In the above, the present invention has been described in detail in relation to the results of the experimental research conducted by the present inventors, but the present invention is not limited to these examples, and It will be apparent to those skilled in the art that various other embodiments within the scope are possible.

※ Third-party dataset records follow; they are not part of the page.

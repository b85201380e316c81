//! Dense linear solves for the conductance network.
//!
//! Gaussian elimination with partial pivoting, plus a ridge-regularised
//! least-squares fallback for systems that still come out numerically
//! singular. Floating regions are pinned before the network reaches here,
//! so the fallback does not shift well-posed networks.

use std::cmp::Ordering;

use ndarray::{Array1, Array2};
use tracing::trace;

/// Pivots smaller than this fraction of the largest entry count as zero.
const PIVOT_TOLERANCE: f64 = 1e-12;

/// Ridge term for the normal equations, relative to their largest diagonal.
const RIDGE: f64 = 1e-8;

/// Solve `a * x = b` exactly. `None` when `a` is (numerically) singular.
pub fn solve(a: &Array2<f64>, b: &Array1<f64>) -> Option<Array1<f64>> {
    let n = b.len();
    debug_assert_eq!(a.dim(), (n, n));

    let mut m = a.clone();
    let mut x = b.clone();
    let scale = m.iter().fold(1.0_f64, |acc, v| acc.max(v.abs()));
    let tol = PIVOT_TOLERANCE * scale;

    for k in 0..n {
        let p = (k..n)
            .max_by(|&i, &j| {
                m[[i, k]]
                    .abs()
                    .partial_cmp(&m[[j, k]].abs())
                    .unwrap_or(Ordering::Equal)
            })
            .unwrap_or(k);
        let pivot_abs = m[[p, k]].abs();
        if pivot_abs.is_nan() || pivot_abs <= tol {
            return None;
        }
        if p != k {
            for c in k..n {
                m.swap([k, c], [p, c]);
            }
            x.swap(k, p);
        }

        let pivot = m[[k, k]];
        for i in k + 1..n {
            let f = m[[i, k]] / pivot;
            if f == 0.0 {
                continue;
            }
            for c in k..n {
                let delta = f * m[[k, c]];
                m[[i, c]] -= delta;
            }
            let delta = f * x[k];
            x[i] -= delta;
        }
    }

    for k in (0..n).rev() {
        let mut s = x[k];
        for c in k + 1..n {
            s -= m[[k, c]] * x[c];
        }
        x[k] = s / m[[k, k]];
    }
    Some(x)
}

/// Least-squares solution of `a * x = b` via regularised normal equations.
///
/// For a consistent singular system this approaches the minimum-norm
/// solution: components in the null space of `a` are driven to zero.
pub fn least_squares(a: &Array2<f64>, b: &Array1<f64>) -> Array1<f64> {
    let n = b.len();
    let at = a.t();
    let mut normal = at.dot(a);
    let rhs = at.dot(b);

    let diag_max = (0..n).fold(1.0_f64, |acc, i| acc.max(normal[[i, i]]));
    let ridge = RIDGE * diag_max;
    for i in 0..n {
        normal[[i, i]] += ridge;
    }
    solve(&normal, &rhs).unwrap_or_else(|| Array1::zeros(n))
}

/// Exact solve, falling back to least squares when `a` is singular.
pub fn solve_or_least_squares(a: &Array2<f64>, b: &Array1<f64>) -> Array1<f64> {
    match solve(a, b) {
        Some(x) => x,
        None => {
            trace!(n = b.len(), "singular system, using least squares");
            least_squares(a, b)
        }
    }
}
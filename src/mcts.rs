//! Monte Carlo Tree Search with UCB1 selection.
//!
//! Each iteration works on its own copy of the board:
//! - Selection: descend by UCB1, unvisited children first, ties broken at
//!   random
//! - Expansion: a non-terminal leaf gets one child per empty cell
//! - Simulation: one random fill of the remaining cells (see [`playout`])
//! - Backpropagation: every node with a parent counts the visit, and a win
//!   when the playout winner is the player who made that node's move
//!
//! The tree lives in an arena and nodes refer to their parent by index. The
//! search is anytime: it stops between iterations once the clock runs out,
//! and the tree is dropped after the move is chosen.
//!
//! [`playout`]: crate::playout

use std::time::{Duration, Instant};

use clap::ValueEnum;
use fastrand::Rng;
use tracing::debug;

use crate::board::{Board, Coord, Player};
use crate::constants::{MOVE_TIME, UCB_EXPLORATION};
use crate::playout::random_fill;

/// Rule for picking the root child once the search stops.
#[derive(Debug, Clone, Copy, PartialEq, Eq, Default, ValueEnum)]
pub enum BestChild {
    /// Highest raw win count.
    #[default]
    MostWins,
    /// Highest visit count.
    MostVisits,
}

/// Initial statistics of a freshly expanded node.
#[derive(Debug, Clone, Copy, PartialEq, Eq, Default, ValueEnum)]
pub enum NodePrior {
    /// No wins, no visits: unvisited children are tried first.
    #[default]
    Zero,
    /// One win in two visits: every child starts at even odds.
    EvenOdds,
}

impl NodePrior {
    fn stats(self) -> (u32, u32) {
        match self {
            NodePrior::Zero => (0, 0),
            NodePrior::EvenOdds => (1, 2),
        }
    }
}

/// Configuration for one search.
#[derive(Debug, Clone)]
pub struct MctsConfig {
    /// UCB1 exploration constant.
    pub exploration: f64,

    /// Wall-clock budget. Checked between iterations only.
    pub time_budget: Duration,

    /// Optional cap on iterations, applied alongside the clock.
    pub max_iterations: Option<u64>,

    pub best_child: BestChild,

    pub prior: NodePrior,
}

impl Default for MctsConfig {
    fn default() -> Self {
        Self {
            exploration: UCB_EXPLORATION,
            time_budget: MOVE_TIME,
            max_iterations: None,
            best_child: BestChild::MostWins,
            prior: NodePrior::Zero,
        }
    }
}

impl MctsConfig {
    /// Small, iteration-capped config for tests.
    pub fn for_testing() -> Self {
        Self {
            time_budget: Duration::from_secs(30),
            max_iterations: Some(2000),
            ..Self::default()
        }
    }

    pub fn with_time_budget(mut self, budget: Duration) -> Self {
        self.time_budget = budget;
        self
    }

    pub fn with_max_iterations(mut self, n: u64) -> Self {
        self.max_iterations = Some(n);
        self
    }

    pub fn with_best_child(mut self, rule: BestChild) -> Self {
        self.best_child = rule;
        self
    }

    pub fn with_prior(mut self, prior: NodePrior) -> Self {
        self.prior = prior;
        self
    }
}

/// Index into the node arena.
#[derive(Debug, Clone, Copy, PartialEq, Eq, Hash)]
pub struct NodeId(pub usize);

/// A node in the search tree.
#[derive(Debug, Clone)]
pub struct Node {
    /// Move that led here from the parent; `None` at the root.
    pub mv: Option<Coord>,
    /// Player who made `mv`. Children are moves by the opponent.
    pub mover: Player,
    /// Parent index, used only for backpropagation.
    pub parent: Option<NodeId>,
    pub children: Vec<NodeId>,
    pub visits: u32,
    /// Playouts won by `mover`.
    pub wins: u32,
}

impl Node {
    /// UCB1 priority; infinite for an unvisited node.
    pub fn ucb(&self, parent_visits: u32, exploration: f64) -> f64 {
        if self.visits == 0 {
            return f64::INFINITY;
        }
        let visits = self.visits as f64;
        let exploitation = self.wins as f64 / visits;
        let exploration_term = exploration * ((parent_visits as f64 + 1.0).ln() / visits).sqrt();
        exploitation + exploration_term
    }

    #[inline]
    pub fn winrate(&self) -> f64 {
        if self.visits > 0 {
            self.wins as f64 / self.visits as f64
        } else {
            0.0
        }
    }
}

/// Arena-allocated search tree. The root is a synthetic node whose mover is
/// the opponent of the side to move; its visit count tracks iterations.
#[derive(Debug)]
pub struct Tree {
    nodes: Vec<Node>,
    prior: NodePrior,
}

impl Tree {
    pub fn new(to_move: Player, prior: NodePrior) -> Self {
        let root = Node {
            mv: None,
            mover: to_move.opponent(),
            parent: None,
            children: Vec::new(),
            visits: 0,
            wins: 0,
        };
        Self {
            nodes: vec![root],
            prior,
        }
    }

    #[inline]
    pub fn root(&self) -> NodeId {
        NodeId(0)
    }

    #[inline]
    pub fn get(&self, id: NodeId) -> &Node {
        &self.nodes[id.0]
    }

    #[inline]
    fn get_mut(&mut self, id: NodeId) -> &mut Node {
        &mut self.nodes[id.0]
    }

    pub fn len(&self) -> usize {
        self.nodes.len()
    }

    pub fn is_empty(&self) -> bool {
        self.nodes.is_empty()
    }

    /// Add one child per empty cell of `board`, unless the position is
    /// already decided.
    pub fn expand(&mut self, id: NodeId, board: &Board) {
        if !self.get(id).children.is_empty() || board.check_connection().is_some() {
            return;
        }
        let mover = self.get(id).mover.opponent();
        let (wins, visits) = self.prior.stats();
        for mv in board.empty_cells() {
            let child = NodeId(self.nodes.len());
            self.nodes.push(Node {
                mv: Some(mv),
                mover,
                parent: Some(id),
                children: Vec::new(),
                visits,
                wins,
            });
            self.get_mut(id).children.push(child);
        }
    }

    /// Child with the highest UCB1 priority. Equal priorities are broken
    /// uniformly at random.
    pub fn select_child(&self, id: NodeId, exploration: f64, rng: &mut Rng) -> Option<NodeId> {
        let node = self.get(id);
        let mut best = f64::NEG_INFINITY;
        let mut tied: Vec<NodeId> = Vec::new();
        for &child in &node.children {
            let score = self.get(child).ucb(node.visits, exploration);
            if score > best {
                best = score;
                tied.clear();
                tied.push(child);
            } else if score == best {
                tied.push(child);
            }
        }
        match tied.len() {
            0 => node.children.first().copied(),
            1 => Some(tied[0]),
            n => Some(tied[rng.usize(..n)]),
        }
    }

    /// Record a playout outcome on `leaf` and each ancestor below the root.
    pub fn backpropagate(&mut self, leaf: NodeId, winner: Option<Player>) {
        let mut current = leaf;
        while let Some(parent) = self.get(current).parent {
            let node = self.get_mut(current);
            node.visits += 1;
            if winner == Some(node.mover) {
                node.wins += 1;
            }
            current = parent;
        }
    }

    /// Root child chosen by `rule`; the first in row-major order wins ties.
    pub fn best_child(&self, rule: BestChild) -> Option<NodeId> {
        let key = |n: &Node| match rule {
            BestChild::MostWins => n.wins,
            BestChild::MostVisits => n.visits,
        };
        let mut best: Option<NodeId> = None;
        for &child in &self.get(self.root()).children {
            if best.is_none_or(|b| key(self.get(child)) > key(self.get(b))) {
                best = Some(child);
            }
        }
        best
    }

    /// Log the root children's statistics.
    pub fn dump_children(&self) {
        for &child in &self.get(self.root()).children {
            let n = self.get(child);
            debug!(
                mv = ?n.mv,
                visits = n.visits,
                wins = n.wins,
                winrate = n.winrate(),
                "root child"
            );
        }
    }
}

/// Result of one search.
#[derive(Debug, Clone)]
pub struct MctsResult {
    /// Chosen move; `None` when the position has no legal move.
    pub best: Option<Coord>,
    pub iterations: u64,
    pub tree_size: usize,
    pub elapsed: Duration,
}

/// Run one iteration from the root: select, expand, simulate, backpropagate.
fn iterate(tree: &mut Tree, board: &Board, exploration: f64, rng: &mut Rng) {
    let mut work = board.clone();
    let mut node = tree.root();

    while let Some(child) = tree.select_child(node, exploration, rng) {
        node = child;
        let n = tree.get(node);
        if let Some(mv) = n.mv {
            work.claim(mv, n.mover);
        }
    }

    let winner = match work.check_connection() {
        Some(w) => Some(w),
        None => {
            tree.expand(node, &work);
            if let Some(child) = tree.select_child(node, exploration, rng) {
                node = child;
                let n = tree.get(node);
                if let Some(mv) = n.mv {
                    work.claim(mv, n.mover);
                }
            }
            random_fill(&work, tree.get(node).mover.opponent(), rng)
        }
    };

    tree.backpropagate(node, winner);
    tree.get_mut(tree.root()).visits += 1;
}

/// Search `board` with `player` to move until the budget runs out.
pub fn search(board: &Board, player: Player, config: &MctsConfig, rng: &mut Rng) -> MctsResult {
    let start = Instant::now();
    let mut tree = Tree::new(player, config.prior);
    tree.expand(tree.root(), board);

    let mut iterations = 0u64;
    if !tree.get(tree.root()).children.is_empty() {
        while start.elapsed() < config.time_budget
            && config.max_iterations.is_none_or(|cap| iterations < cap)
        {
            iterate(&mut tree, board, config.exploration, rng);
            iterations += 1;
        }
    }

    let best = tree
        .best_child(config.best_child)
        .and_then(|id| tree.get(id).mv);
    tree.dump_children();
    let elapsed = start.elapsed();
    debug!(
        iterations,
        tree_size = tree.len(),
        best = ?best,
        elapsed_ms = elapsed.as_millis() as u64,
        "mcts finished"
    );

    MctsResult {
        best,
        iterations,
        tree_size: tree.len(),
        elapsed,
    }
}
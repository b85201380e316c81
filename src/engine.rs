//! Move generation: win-in-one check, strategy dispatch and fallbacks.
//!
//! The engine owns the configuration, the random source and the game clock.
//! Each call to [`Engine::genmove`] builds a fresh [`Strategy`]; nothing
//! is carried between moves except the clock and the RNG state.

use std::time::{Duration, Instant};

use fastrand::Rng;
use thiserror::Error;
use tracing::{debug, info};

use crate::board::{Board, BoardError, Coord, Player};
use crate::constants::{AB_DEPTH, DEFAULT_SIZE, ENDGAME_EMPTY_CELLS, GAME_TIME, LOW_CLOCK};
use crate::mcts::MctsConfig;
use crate::path::{find_path, winning_move};
use crate::strategy::{
    AlphaBetaStrategy, EvaluatorKind, MctsStrategy, PathStrategy, ResistanceStrategy, Strategy,
    StrategyKind,
};

#[derive(Debug, Error)]
pub enum EngineError {
    #[error("position rejected: {0}")]
    Board(#[from] BoardError),
}

#[derive(Debug, Clone)]
pub struct EngineConfig {
    /// Expected board size; `None` accepts any size.
    pub board_size: Option<usize>,

    pub strategy: StrategyKind,

    /// Leaf heuristic for alpha-beta.
    pub evaluator: EvaluatorKind,

    /// Alpha-beta depth in plies.
    pub depth: u32,

    /// MCTS settings. `time_budget` doubles as the per-move time limit.
    pub mcts: MctsConfig,

    /// Total clock for the whole game.
    pub game_time: Duration,

    /// Below this remaining clock, `Auto` switches to the path strategy.
    pub low_clock: Duration,

    /// At or below this many empty cells, `Auto` switches to alpha-beta.
    pub endgame_cells: usize,

    /// RNG seed; `None` seeds from entropy.
    pub seed: Option<u64>,
}

impl Default for EngineConfig {
    fn default() -> Self {
        Self {
            board_size: Some(DEFAULT_SIZE),
            strategy: StrategyKind::Auto,
            evaluator: EvaluatorKind::Resistance,
            depth: AB_DEPTH,
            mcts: MctsConfig::default(),
            game_time: GAME_TIME,
            low_clock: LOW_CLOCK,
            endgame_cells: ENDGAME_EMPTY_CELLS,
            seed: None,
        }
    }
}

impl EngineConfig {
    /// Any board size, capped MCTS, fixed seed.
    pub fn for_testing() -> Self {
        Self {
            board_size: None,
            mcts: MctsConfig::for_testing(),
            seed: Some(0),
            ..Self::default()
        }
    }

    pub fn with_board_size(mut self, size: usize) -> Self {
        self.board_size = Some(size);
        self
    }

    pub fn with_strategy(mut self, strategy: StrategyKind) -> Self {
        self.strategy = strategy;
        self
    }

    pub fn with_evaluator(mut self, evaluator: EvaluatorKind) -> Self {
        self.evaluator = evaluator;
        self
    }

    pub fn with_depth(mut self, depth: u32) -> Self {
        self.depth = depth;
        self
    }

    pub fn with_mcts(mut self, mcts: MctsConfig) -> Self {
        self.mcts = mcts;
        self
    }

    pub fn with_game_time(mut self, game_time: Duration) -> Self {
        self.game_time = game_time;
        self
    }

    pub fn with_seed(mut self, seed: u64) -> Self {
        self.seed = Some(seed);
        self
    }
}

pub struct Engine {
    config: EngineConfig,
    rng: Rng,
    clock_used: Duration,
}

impl Engine {
    pub fn new(config: EngineConfig) -> Self {
        let rng = match config.seed {
            Some(seed) => Rng::with_seed(seed),
            None => Rng::new(),
        };
        Self {
            config,
            rng,
            clock_used: Duration::ZERO,
        }
    }

    /// Game clock left after the engine's own thinking time.
    pub fn remaining_clock(&self) -> Duration {
        self.config.game_time.saturating_sub(self.clock_used)
    }

    /// Start a new game: restore the full clock and re-target the board size.
    pub fn new_game(&mut self, size: usize) {
        self.clock_used = Duration::ZERO;
        self.config.board_size = Some(size);
    }

    /// Strategy `Auto` resolves to for a position with `empty` free cells.
    pub fn resolve(&self, empty: usize, remaining: Duration) -> StrategyKind {
        match self.config.strategy {
            StrategyKind::Auto if remaining < self.config.low_clock => StrategyKind::Path,
            StrategyKind::Auto if empty <= self.config.endgame_cells => StrategyKind::AlphaBeta,
            StrategyKind::Auto => StrategyKind::Mcts,
            kind => kind,
        }
    }

    fn build(&mut self, kind: StrategyKind, remaining: Duration) -> Box<dyn Strategy> {
        match kind {
            StrategyKind::AlphaBeta => Box::new(AlphaBetaStrategy::new(
                self.config.depth,
                self.config.evaluator.build(),
            )),
            StrategyKind::Mcts => {
                let budget = self.config.mcts.time_budget.min(remaining);
                let config = self.config.mcts.clone().with_time_budget(budget);
                Box::new(MctsStrategy::new(config, Rng::with_seed(self.rng.u64(..))))
            }
            StrategyKind::Resistance => Box::new(ResistanceStrategy),
            StrategyKind::Path | StrategyKind::Auto => Box::new(PathStrategy),
        }
    }

    /// Choose a move for `player`. `Ok(None)` means the board is full.
    ///
    /// A one-move connection is always played. Otherwise the configured
    /// strategy decides; if it comes back empty-handed the first cell of the
    /// shortest path is used, then the first empty cell.
    pub fn genmove(
        &mut self,
        board: &Board,
        player: Player,
        remaining: Duration,
    ) -> Result<Option<Coord>, EngineError> {
        if let Some(expected) = self.config.board_size {
            board.expect_size(expected)?;
        }

        let empty = board.empty_cells();
        let Some(&first_empty) = empty.first() else {
            debug!("board is full, no move");
            return Ok(None);
        };

        let start = Instant::now();
        if let Some(mv) = winning_move(board, player) {
            info!(%player, mv = ?mv, "playing winning move");
            self.clock_used += start.elapsed();
            return Ok(Some(mv));
        }

        let kind = self.resolve(empty.len(), remaining);
        let mut strategy = self.build(kind, remaining);
        let chosen = strategy
            .choose_move(board, player)
            .filter(|&mv| board.is_empty_at(mv));

        let mv = chosen
            .or_else(|| find_path(board, player).and_then(|p| p.first().copied()))
            .unwrap_or(first_empty);

        let elapsed = start.elapsed();
        self.clock_used += elapsed;
        info!(
            %player,
            strategy = strategy.name(),
            fallback = chosen.is_none(),
            mv = ?mv,
            empty = empty.len(),
            elapsed_ms = elapsed.as_millis() as u64,
            remaining_ms = self.remaining_clock().as_millis() as u64,
            "genmove"
        );
        Ok(Some(mv))
    }

    /// [`genmove`](Self::genmove) against the engine's own clock.
    pub fn genmove_clocked(&mut self, board: &Board, player: Player) -> Result<Option<Coord>, EngineError> {
        let remaining = self.remaining_clock();
        self.genmove(board, player, remaining)
    }
}

impl Default for Engine {
    fn default() -> Self {
        Self::new(EngineConfig::default())
    }
}

#[cfg(test)]
mod tests {
    use super::*;

    fn board(s: &str) -> Board {
        s.parse().unwrap()
    }

    fn engine(kind: StrategyKind) -> Engine {
        Engine::new(EngineConfig::for_testing().with_strategy(kind))
    }

    #[test]
    fn test_full_board_has_no_move() {
        let b = board("RBR,BRB,RRB");
        let mut e = engine(StrategyKind::Auto);
        assert_eq!(e.genmove(&b, Player::Blue, GAME_TIME).unwrap(), None);
    }

    #[test]
    fn test_size_mismatch_is_rejected() {
        let mut e = Engine::new(EngineConfig::for_testing().with_board_size(5));
        let b = Board::new(3).unwrap();
        let err = e.genmove(&b, Player::Red, GAME_TIME).unwrap_err();
        assert!(matches!(
            err,
            EngineError::Board(BoardError::WrongSize { actual: 3, expected: 5 })
        ));
    }

    #[test]
    fn test_forced_win_overrides_strategy() {
        let b = board("R00,RB0,00B");
        for kind in [StrategyKind::Mcts, StrategyKind::Resistance, StrategyKind::Path] {
            let mut e = engine(kind);
            assert_eq!(e.genmove(&b, Player::Red, GAME_TIME).unwrap(), Some((2, 0)));
        }
    }

    #[test]
    fn test_auto_resolution() {
        let e = engine(StrategyKind::Auto);
        assert_eq!(e.resolve(100, GAME_TIME), StrategyKind::Mcts);
        assert_eq!(e.resolve(ENDGAME_EMPTY_CELLS, GAME_TIME), StrategyKind::AlphaBeta);
        assert_eq!(e.resolve(100, Duration::from_secs(1)), StrategyKind::Path);
        assert_eq!(engine(StrategyKind::Mcts).resolve(3, Duration::ZERO), StrategyKind::Mcts);
    }

    #[test]
    fn test_cut_off_player_still_moves() {
        // Blue has no route left; path strategy returns nothing.
        let b = board("0R0,0R0,0R0");
        let mut e = engine(StrategyKind::Path);
        let mv = e.genmove(&b, Player::Blue, GAME_TIME).unwrap();
        assert_eq!(mv, Some((0, 0)));
    }

    #[test]
    fn test_moves_are_legal_for_every_strategy() {
        let b = board("R0000,0B000,00R00,000B0,00000");
        for kind in [
            StrategyKind::Auto,
            StrategyKind::AlphaBeta,
            StrategyKind::Mcts,
            StrategyKind::Resistance,
            StrategyKind::Path,
        ] {
            let mut e = Engine::new(
                EngineConfig::for_testing()
                    .with_strategy(kind)
                    .with_evaluator(EvaluatorKind::Path)
                    .with_depth(1),
            );
            let mv = e.genmove(&b, Player::Red, GAME_TIME).unwrap();
            assert!(mv.is_some_and(|c| b.is_empty_at(c)), "{kind:?} gave {mv:?}");
        }
    }

    #[test]
    fn test_clock_is_consumed() {
        let mut e = engine(StrategyKind::Path);
        let b = Board::new(4).unwrap();
        e.genmove_clocked(&b, Player::Red).unwrap();
        assert!(e.remaining_clock() <= GAME_TIME);
        e.new_game(4);
        assert_eq!(e.remaining_clock(), GAME_TIME);
    }
}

BRIEF DESCRIPTION OF THE DRAWINGS FIG. 1 is a schematic view showing a cross section of a surface portion of a fiber-reinforced metal composite material constituting a first member of a sliding member according to the present invention,
2 and 3 are graphs showing the results of a seizure test and an abrasion test performed on combinations of various steels with a composite material having alumina-silica fibers as reinforcing fibers and aluminum alloy as a matrix, respectively. FIG. 5 and FIG. 5 are graphs showing the results of a seizure test and an abrasion test performed on various combinations of members. FIG. 8 is a graph showing the results of the seizure test and wear test performed, and FIG. 8 is a silicon nitride particle-dispersed Ni-P.
FIG. 9 is a graph showing the results of a wear test conducted with the P content of the alloy as a parameter, and FIG.
It is a graph which shows the result of the abrasion test performed using the volume ratio of the silicon nitride particles contained in P alloy as a parameter. 1 ... Alumina-silica fiber, 2 ... Aluminum alloy, 3
… Recesses, 4… Surface

Continuation of the front page (51) Int.Cl. ⁵ Identification code Office reference number FI technical display location F02F 1/00 D 8503-3G

Claims (4)

[Claims] 1. A sliding member comprising a first member and a second member which are in contact with each other and slide relatively to each other, wherein at least a sliding surface portion of the first member with respect to the second member is provided. 40% by weight or more of Al ₂ O ₃ , the balance being a SiO ₂ -silica-based fiber having a composition of substantially SiO ₂ and a volume ratio of 3 to 30%, and a fiber-reinforced metal composite material using aluminum alloy or magnesium alloy as a matrix A part of the alumina-silica based fiber is exposed to the sliding surface by electrolytically etching the sliding surface, and the alumina between the alumina-silica based fibers is exposed to the sliding surface. Concave portions are formed on the surface of the matrix, the average depth of the concave portions is 1.5 μm or more, and the average ratio of the depth to the opening diameter of the concave portions is 0.01 or more, The area ratio is 5 to 40%, and at least the sliding surface portion of the second member with respect to the first member is made of a metal plated with a silicon nitride particle-dispersed Ni-P alloy. The P content of the alloy is 5-15
%, and the volume ratio of the silicon nitride particles contained in the Ni-P alloy is 5 to 30%. 2. The sliding member according to claim 1, wherein the average exposed height of the alumina-silica fibers on the sliding surface is 1 μm or less. Sliding member. 3. The sliding member according to claim 1 or 2, wherein the silicon nitride particle-dispersed Ni-P is used.
The average particle size of the silicon nitride particles contained in the alloy is 0.1 to 1
A sliding member characterized by being 0 μ. 4. The sliding member according to any one of claims 1 to 3, wherein the first member is a cylinder liner for an internal combustion engine, and the second member is a piston ring. A sliding member characterized by being present.